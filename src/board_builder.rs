use crate::board::{Board, CastlingRights, Color, Piece, PieceType, Square, Squares, HEIGHT, WIDTH};
use crate::error::ChessError;
use crate::moves::{self, CastleSide};

/// A position that has not been checked yet.
///
/// Useful for setting up puzzles or tests without replaying a whole game.
/// Castling rights start intact, castling still needs the king and rook on
/// their home squares.
///
/// ```
/// use chess_rules::{BoardBuilder, Color, PieceType};
///
/// let board = BoardBuilder::new()
///     .piece("e1".parse().unwrap(), Color::White, PieceType::King)
///     .piece("e8".parse().unwrap(), Color::Black, PieceType::King)
///     .build()
///     .unwrap();
/// assert_eq!(board.color_to_play(), Color::White);
/// ```
#[derive(Debug, Clone)]
pub struct BoardBuilder {
    squares: Squares,
    side_to_move: Color,
    castling: CastlingRights,
    en_passant: Option<Square>,
}

impl Default for BoardBuilder {
    fn default() -> Self {
        BoardBuilder::new()
    }
}

impl BoardBuilder {
    pub fn new() -> BoardBuilder {
        BoardBuilder {
            squares: [[None; WIDTH]; HEIGHT],
            side_to_move: Color::White,
            castling: CastlingRights::default(),
            en_passant: None,
        }
    }

    pub fn piece(&mut self, square: Square, color: Color, kind: PieceType) -> &mut Self {
        self.squares[square.row()][square.col()] = Some(Piece::new(color, kind));
        self
    }

    pub fn clear(&mut self, square: Square) -> &mut Self {
        self.squares[square.row()][square.col()] = None;
        self
    }

    pub fn side_to_move(&mut self, color: Color) -> &mut Self {
        self.side_to_move = color;
        self
    }

    pub fn castling_rights(&mut self, rights: CastlingRights) -> &mut Self {
        self.castling = rights;
        self
    }

    pub fn king_moved(&mut self, color: Color) -> &mut Self {
        self.castling.set_king_moved(color);
        self
    }

    pub fn rook_moved(&mut self, color: Color, side: CastleSide) -> &mut Self {
        self.castling.set_rook_moved(color, side);
        self
    }

    /// The square skipped by the opponent's pawn on the previous move.
    pub fn en_passant(&mut self, square: Option<Square>) -> &mut Self {
        self.en_passant = square;
        self
    }

    pub fn build(&self) -> Result<Board, ChessError> {
        for color in [Color::White, Color::Black] {
            let kings = self.count(Piece::new(color, PieceType::King));
            if kings != 1 {
                return Err(ChessError::InvalidBoard("each side needs exactly one king"));
            }
        }
        let pawn_on_back_rank = (0..WIDTH).any(|col| {
            [0, HEIGHT - 1].iter().any(|&row| self.squares[row][col].is_some_and(|p| p.kind == PieceType::Pawn))
        });
        if pawn_on_back_rank {
            return Err(ChessError::InvalidBoard("pawns cannot stand on the first or last rank"));
        }
        if let Some(target) = self.en_passant {
            self.check_en_passant(target)?;
        }

        let mut board = Board {
            squares: self.squares,
            side_to_move: self.side_to_move,
            castling: self.castling,
            en_passant: self.en_passant,
            promotion: None,
            checkmate: false,
        };
        if moves::in_check(&board, self.side_to_move.opposite()) {
            return Err(ChessError::InvalidBoard("the side not to move is in check"));
        }
        board.checkmate = moves::is_checkmate(&board, self.side_to_move);
        log::debug!("Built board, {:?} to move", self.side_to_move);
        Ok(board)
    }

    fn count(&self, piece: Piece) -> usize {
        self.squares.iter().flatten().filter(|&&p| p == Some(piece)).count()
    }

    /// The target must sit right behind an opponent pawn that could have just
    /// made a double step.
    fn check_en_passant(&self, target: Square) -> Result<(), ChessError> {
        let opponent = self.side_to_move.opposite();
        let skipped_row = (opponent.pawn_start_rank() as i8 + opponent.pawn_direction()) as usize;
        let pawn = target.offset(opponent.pawn_direction(), 0);
        let pawn_in_place = pawn.is_some_and(|square| {
            self.squares[square.row()][square.col()] == Some(Piece::new(opponent, PieceType::Pawn))
        });
        if target.row() != skipped_row || !pawn_in_place || self.squares[target.row()][target.col()].is_some() {
            return Err(ChessError::InvalidBoard("en passant target does not follow a pawn double step"));
        }
        Ok(())
    }
}

#[cfg(test)]
mod test {
    use crate::board::{CastlingRights, Color, PieceType, Square};
    use crate::board::Color::{Black, White};
    use crate::board_builder::BoardBuilder;
    use crate::error::ChessError;
    use crate::moves::CastleSide;

    fn sq(name: &str) -> Square {
        name.parse().unwrap()
    }

    fn kings() -> BoardBuilder {
        let mut builder = BoardBuilder::new();
        builder.piece(sq("e1"), White, PieceType::King).piece(sq("e8"), Black, PieceType::King);
        builder
    }

    #[test]
    fn test_build_valid_position() {
        let board = kings().side_to_move(Black).build().unwrap();
        assert_eq!(board.color_to_play(), Black);
        assert_eq!(board.castling_rights(), CastlingRights::default());
        assert!(!board.is_checkmate());
    }

    #[test]
    fn test_kings_required() {
        let mut builder = BoardBuilder::new();
        builder.piece(sq("e1"), White, PieceType::King);
        assert!(matches!(builder.build(), Err(ChessError::InvalidBoard(_))));

        let mut builder = kings();
        builder.piece(sq("a1"), White, PieceType::King);
        assert!(matches!(builder.build(), Err(ChessError::InvalidBoard(_))));

        builder.clear(sq("a1"));
        assert!(builder.build().is_ok());
    }

    #[test]
    fn test_side_not_to_move_in_check() {
        let mut builder = kings();
        builder.piece(sq("e4"), White, PieceType::Rook);
        assert!(matches!(builder.build(), Err(ChessError::InvalidBoard(_))));

        builder.side_to_move(Black);
        let board = builder.build().unwrap();
        assert!(board.is_in_check());
        assert!(!board.is_checkmate());
    }

    #[test]
    fn test_pawn_on_back_rank() {
        let mut builder = kings();
        builder.piece(sq("a8"), White, PieceType::Pawn);
        assert!(matches!(builder.build(), Err(ChessError::InvalidBoard(_))));
    }

    #[test]
    fn test_en_passant_target() {
        let mut builder = kings();
        builder.piece(sq("d5"), Black, PieceType::Pawn).piece(sq("e5"), White, PieceType::Pawn);
        builder.en_passant(Some(sq("d6")));
        let mut board = builder.build().unwrap();
        assert_eq!(board.en_passant_target(), Some(sq("d6")));
        assert!(board.play("e5", "d6").unwrap().moved);
        assert_eq!(board.piece_at(sq("d5")), None);

        builder.en_passant(Some(sq("e6")));
        assert!(matches!(builder.build(), Err(ChessError::InvalidBoard(_))));
    }

    #[test]
    fn test_detects_checkmate_on_build() {
        let mut builder = BoardBuilder::new();
        builder
            .piece(sq("h8"), Black, PieceType::King)
            .piece(sq("g7"), White, PieceType::Queen)
            .piece(sq("f6"), White, PieceType::King)
            .side_to_move(Black);
        let mut board = builder.build().unwrap();
        assert!(board.is_checkmate());
        assert_eq!(board.play("h8", "g8"), Err(ChessError::GameOver));
    }

    #[test]
    fn test_castling_flags() {
        let mut builder = kings();
        builder.piece(sq("h1"), White, PieceType::Rook).rook_moved(White, CastleSide::Small);
        let mut board = builder.build().unwrap();
        assert!(board.castling_rights().white_right_rook_moved);
        assert!(!board.play("e1", "g1").unwrap().moved);

        builder.castling_rights(CastlingRights::default()).king_moved(Color::Black);
        let mut board = builder.build().unwrap();
        assert!(board.castling_rights().black_king_moved);
        assert!(board.play("e1", "g1").unwrap().moved);
    }
}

ABOUT THIS TASK: Word for word, restate the lines above.

RESPONSE:
filename src/board_builder.rs
use crate::board::{Board, CastlingRights, Color, Piece, PieceType, Square, Squares, HEIGHT, WIDTH};
use crate::error::ChessError;
use crate::moves::{self, CastleSide};

/// A position that has not been checked yet.
///
/// Useful for setting up puzzles or tests without replaying a whole game.
/// Castling rights start intact, castling still needs the king and rook on
/// their home squares.
///
/// ```
/// use chess_rules::{BoardBuilder, Color, PieceType};
///
/// let board = BoardBuilder::new()
///     .piece("e1".parse().unwrap(), Color::White, PieceType::King)
///     .piece("e8".parse().unwrap(), Color::Black, PieceType::King)
///     .build()
///     .unwrap();
/// assert_eq!(board.color_to_play(), Color::White);
/// ```
#[derive(Debug, Clone)]
pub struct BoardBuilder {
    squares: Squares,
    side_to_move: Color,
    castling: CastlingRights,
    en_passant: Option<Square>,
}

impl Default for BoardBuilder {
    fn default() -> Self {
        BoardBuilder::new()
    }
}

impl BoardBuilder {
    pub fn new() -> BoardBuilder {
        BoardBuilder {
            squares: [[None; WIDTH]; HEIGHT],
            side_to_move: Color::White,
            castling: CastlingRights::default(),
            en_passant: None,
        }
    }

    pub fn piece(&mut self, square: Square, color: Color, kind: PieceType) -> &mut Self {
        self.squares[square.row()][square.col()] = Some(Piece::new(color, kind));
        self
    }

    pub fn clear(&mut self, square: Square) -> &mut Self {
        self.squares[square.row()][square.col()] = None;
        self
    }

    pub fn side_to_move(&mut self, color: Color) -> &mut Self {
        self.side_to_move = color;
        self
    }

    pub fn castling_rights(&mut self, rights: CastlingRights) -> &mut Self {
        self.castling = rights;
        self
    }

    pub fn king_moved(&mut self, color: Color) -> &mut Self {
        self.castling.set_king_moved(color);
        self
    }

    pub fn rook_moved(&mut self, color: Color, side: CastleSide) -> &mut Self {
        self.castling.set_rook_moved(color, side);
        self
    }

    /// The square skipped by the opponent's pawn on the previous move.
    pub fn en_passant(&mut self, square: Option<Square>) -> &mut Self {
        self.en_passant = square;
        self
    }

    pub fn build(&self) -> Result<Board, ChessError> {
        for color in [Color::White, Color::Black] {
            let kings = self.count(Piece::new(color, PieceType::King));
            if kings != 1 {
                return Err(ChessError::InvalidBoard("each side needs exactly one king"));
            }
        }
        let pawn_on_back_rank = (0..WIDTH).any(|col| {
            [0, HEIGHT - 1].iter().any(|&row| self.squares[row][col].is_some_and(|p| p.kind == PieceType::Pawn))
        });
        if pawn_on_back_rank {
            return Err(ChessError::InvalidBoard("pawns cannot stand on the first or last rank"));
        }
        if let Some(target) = self.en_passant {
            self.check_en_passant(target)?;
        }

        let mut board = Board {
            squares: self.squares,
            side_to_move: self.side_to_move,
            castling: self.castling,
            en_passant: self.en_passant,
            promotion: None,
            checkmate: false,
        };
        if moves::in_check(&board, self.side_to_move.opposite()) {
            return Err(ChessError::InvalidBoard("the side not to move is in check"));
        }
        board.checkmate = moves::is_checkmate(&board, self.side_to_move);
        log::debug!("Built board, {:?} to move", self.side_to_move);
        Ok(board)
    }

    fn count(&self, piece: Piece) -> usize {
        self.squares.iter().flatten().filter(|&&p| p == Some(piece)).count()
    }

    /// The target must sit right behind an opponent pawn that could have just
    /// made a double step.
    fn check_en_passant(&self, target: Square) -> Result<(), ChessError> {
        let opponent = self.side_to_move.opposite();
        let skipped_row = (opponent.pawn_start_rank() as i8 + opponent.pawn_direction()) as usize;
        let pawn = target.offset(opponent.pawn_direction(), 0);
        let pawn_in_place = pawn.is_some_and(|square| {
            self.squares[square.row()][square.col()] == Some(Piece::new(opponent, PieceType::Pawn))
        });
        if target.row() != skipped_row || !pawn_in_place || self.squares[target.row()][target.col()].is_some() {
            return Err(ChessError::InvalidBoard("en passant target does not follow a pawn double step"));
        }
        Ok(())
    }
}

#[cfg(test)]
mod test {
    use crate::board::{CastlingRights, Color, PieceType, Square};
    use crate::board::Color::{Black, White};
    use crate::board_builder::BoardBuilder;
    use crate::error::ChessError;
    use crate::moves::CastleSide;

    fn sq(name: &str) -> Square {
        name.parse().unwrap()
    }

    fn kings() -> BoardBuilder {
        let mut builder = BoardBuilder::new();
        builder.piece(sq("e1"), White, PieceType::King).piece(sq("e8"), Black, PieceType::King);
        builder
    }

    #[test]
    fn test_build_valid_position() {
        let board = kings().side_to_move(Black).build().unwrap();
        assert_eq!(board.color_to_play(), Black);
        assert_eq!(board.castling_rights(), CastlingRights::default());
        assert!(!board.is_checkmate());
    }

    #[test]
    fn test_kings_required() {
        let mut builder = BoardBuilder::new();
        builder.piece(sq("e1"), White, PieceType::King);
        assert!(matches!(builder.build(), Err(ChessError::InvalidBoard(_))));

        let mut builder = kings();
        builder.piece(sq("a1"), White, PieceType::King);
        assert!(matches!(builder.build(), Err(ChessError::InvalidBoard(_))));

        builder.clear(sq("a1"));
        assert!(builder.build().is_ok());
    }

    #[test]
    fn test_side_not_to_move_in_check() {
        let mut builder = kings();
        builder.piece(sq("e4"), White, PieceType::Rook);
        assert!(matches!(builder.build(), Err(ChessError::InvalidBoard(_))));

        builder.side_to_move(Black);
        let board = builder.build().unwrap();
        assert!(board.is_in_check());
        assert!(!board.is_checkmate());
    }

    #[test]
    fn test_pawn_on_back_rank() {
        let mut builder = kings();
        builder.piece(sq("a8"), White, PieceType::Pawn);
        assert!(matches!(builder.build(), Err(ChessError::InvalidBoard(_))));
    }

    #[test]
    fn test_en_passant_target() {
        let mut builder = kings();
        builder.piece(sq("d5"), Black, PieceType::Pawn).piece(sq("e5"), White, PieceType::Pawn);
        builder.en_passant(Some(sq("d6")));
        let mut board = builder.build().unwrap();
        assert_eq!(board.en_passant_target(), Some(sq("d6")));
        assert!(board.play("e5", "d6").unwrap().moved);
        assert_eq!(board.piece_at(sq("d5")), None);

        builder.en_passant(Some(sq("e6")));
        assert!(matches!(builder.build(), Err(ChessError::InvalidBoard(_))));
    }

    #[test]
    fn test_detects_checkmate_on_build() {
        let mut builder = BoardBuilder::new();
        builder
            .piece(sq("h8"), Black, PieceType::King)
            .piece(sq("g7"), White, PieceType::Queen)
            .piece(sq("f6"), White, PieceType::King)
            .side_to_move(Black);
        let mut board = builder.build().unwrap();
        assert!(board.is_checkmate());
        assert_eq!(board.play("h8", "g8"), Err(ChessError::GameOver));
    }

    #[test]
    fn test_castling_flags() {
        let mut builder = kings();
        builder.piece(sq("h1"), White, PieceType::Rook).rook_moved(White, CastleSide::Small);
        let mut board = builder.build().unwrap();
        assert!(board.castling_rights().white_right_rook_moved);
        assert!(!board.play("e1", "g1").unwrap().moved);

        builder.castling_rights(CastlingRights::default()).king_moved(Color::Black);
        let mut board = builder.build().unwrap();
        assert!(board.castling_rights().black_king_moved);
        assert!(board.play("e1", "g1").unwrap().moved);
    }
}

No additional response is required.